▶ [Your goal]: Reproduce, character for character, the entries from their opening line through the line with "#[derive(Args, Debug)]".

(Data for analysis Opens)

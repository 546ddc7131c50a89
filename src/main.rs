use std::path::PathBuf;

use clap::{Args, Parser, Subcommand};
use tracing_subscriber::{fmt, prelude::*, EnvFilter};

mod area_filter;
mod coherence_filter;
mod comparison;
mod config;
mod douglas_peucker;
mod error;
mod movement_metrics;
mod pipeline;
mod quality_filter;
mod spatial_filter;
mod summary;
mod telemetry;
mod temporal_corrector;
mod track_io;

use config::PipelineConfig;
use pipeline::{run_all, run_comparison, run_metrics, run_stage, Stage};

#[derive(Parser, Debug)]
#[command(name = "argos-track-cleaner")]
#[command(about = "Clean, correct and simplify Argos sea turtle tracks")]
#[command(version)]
struct Cli {
    #[command(subcommand)]
    command: Command,

    /// Pipeline configuration (TOML); built-in defaults when absent
    #[arg(short, long, global = true, env = "ARGOS_TRACK_CONFIG")]
    config: Option<PathBuf>,

    /// Log level (error, warn, info, debug, trace)
    #[arg(short, long, default_value = "info", global = true)]
    log_level: String,

    /// Worker threads, overrides the config file
    #[arg(short = 'j', long, global = true)]
    threads: Option<usize>,
}

#[derive(Subcommand, Debug)]
enum Command {
    /// Run every stage from raw exports to metrics and comparison
    Run {
        /// Folder with the raw per-transmitter Argos CSVs
        #[arg(long)]
        raw: PathBuf,
        /// Folder receiving one sub-folder per stage
        #[arg(long, default_value = "processed")]
        work: PathBuf,
    },
    /// Keep fixes with accepted Argos location classes
    Quality(StageArgs),
    /// Drop fixes outside the study area or on land
    Spatial(StageArgs),
    /// Sort fixes and collapse same-minute duplicates
    Temporal(StageArgs),
    /// Drop fixes implying impossible swim speeds
    Coherence(StageArgs),
    /// Douglas-Peucker simplification
    Simplify(StageArgs),
    /// Crop simplified tracks to the focus area
    Area(StageArgs),
    /// Movement metrics of simplified tracks
    Metrics(StageArgs),
    /// Compare raw exports with simplified tracks
    Compare {
        #[arg(long)]
        raw: PathBuf,
        #[arg(long)]
        processed: PathBuf,
        #[arg(short, long)]
        output: PathBuf,
    },
    /// Print the effective configuration as TOML
    Config,
}

#[derive(Args, Debug)]
struct StageArgs {
    /// Folder with the previous stage's tracks
    #[arg(short, long)]
    input: PathBuf,
    /// Output folder
    #[arg(short, long)]
    output: PathBuf,
}

fn main() -> Result<(), Box<dyn std::error::Error>> {
    let cli = Cli::parse();

    // RUST_LOG wins over --log-level.
    let log_filter = std::env::var("RUST_LOG").unwrap_or_else(|_| cli.log_level.clone());
    tracing_subscriber::registry()
        .with(fmt::layer().with_writer(std::io::stderr))
        .with(EnvFilter::try_from_default_env().unwrap_or_else(|_| EnvFilter::new(&log_filter)))
        .init();

    let mut config = PipelineConfig::load_or_default(cli.config.as_deref())?;
    if cli.threads.is_some() {
        config.threads = cli.threads;
        config.validate()?;
    }

    match cli.command {
        Command::Config => {
            print!("{}", config.to_toml()?);
            return Ok(());
        }
        Command::Run { raw, work } => {
            println!("\n🐢 ARGOS TRACK CLEANER");
            println!("======================");
            println!("📁 Raw tracks: {}", raw.display());
            println!("📁 Work folder: {}", work.display());
            run_all(&raw, &work, &config)?;
        }
        Command::Quality(args) => stage(Stage::Quality, &args, &config)?,
        Command::Spatial(args) => stage(Stage::Spatial, &args, &config)?,
        Command::Temporal(args) => stage(Stage::Temporal, &args, &config)?,
        Command::Coherence(args) => stage(Stage::Coherence, &args, &config)?,
        Command::Simplify(args) => stage(Stage::Simplify, &args, &config)?,
        Command::Area(args) => stage(Stage::Area, &args, &config)?,
        Command::Metrics(args) => {
            run_metrics(&args.input, &args.output, &config)?;
        }
        Command::Compare { raw, processed, output } => {
            run_comparison(&raw, &processed, &output, &config)?;
        }
    }

    Ok(())
}

fn stage(stage: Stage, args: &StageArgs, config: &PipelineConfig) -> Result<(), Box<dyn std::error::Error>> {
    let report = run_stage(stage, &args.input, &args.output, config)?;
    if report.processed == 0 && !report.skipped.is_empty() {
        return Err(format!("{}: every track was skipped", stage.name()).into());
    }
    Ok(())
}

(Data for analysis Closes)

▶ [Finished task]:
repository 546ddc7131c50a89
filename src/main.rs
use std::path::PathBuf;

use clap::{Args, Parser, Subcommand};
use tracing_subscriber::{fmt, prelude::*, EnvFilter};

mod area_filter;
mod coherence_filter;
mod comparison;
mod config;
mod douglas_peucker;
mod error;
mod movement_metrics;
mod pipeline;
mod quality_filter;
mod spatial_filter;
mod summary;
mod telemetry;
mod temporal_corrector;
mod track_io;

use config::PipelineConfig;
use pipeline::{run_all, run_comparison, run_metrics, run_stage, Stage};

#[derive(Parser, Debug)]
#[command(name = "argos-track-cleaner")]
#[command(about = "Clean, correct and simplify Argos sea turtle tracks")]
#[command(version)]
struct Cli {
    #[command(subcommand)]
    command: Command,

    /// Pipeline configuration (TOML); built-in defaults when absent
    #[arg(short, long, global = true, env = "ARGOS_TRACK_CONFIG")]
    config: Option<PathBuf>,

    /// Log level (error, warn, info, debug, trace)
    #[arg(short, long, default_value = "info", global = true)]
    log_level: String,

    /// Worker threads, overrides the config file
    #[arg(short = 'j', long, global = true)]
    threads: Option<usize>,
}

#[derive(Subcommand, Debug)]
enum Command {
    /// Run every stage from raw exports to metrics and comparison
    Run {
        /// Folder with the raw per-transmitter Argos CSVs
        #[arg(long)]
        raw: PathBuf,
        /// Folder receiving one sub-folder per stage
        #[arg(long, default_value = "processed")]
        work: PathBuf,
    },
    /// Keep fixes with accepted Argos location classes
    Quality(StageArgs),
    /// Drop fixes outside the study area or on land
    Spatial(StageArgs),
    /// Sort fixes and collapse same-minute duplicates
    Temporal(StageArgs),
    /// Drop fixes implying impossible swim speeds
    Coherence(StageArgs),
    /// Douglas-Peucker simplification
    Simplify(StageArgs),
    /// Crop simplified tracks to the focus area
    Area(StageArgs),
    /// Movement metrics of simplified tracks
    Metrics(StageArgs),
    /// Compare raw exports with simplified tracks
    Compare {
        #[arg(long)]
        raw: PathBuf,
        #[arg(long)]
        processed: PathBuf,
        #[arg(short, long)]
        output: PathBuf,
    },
    /// Print the effective configuration as TOML
    Config,
}

#[derive(Args, Debug)]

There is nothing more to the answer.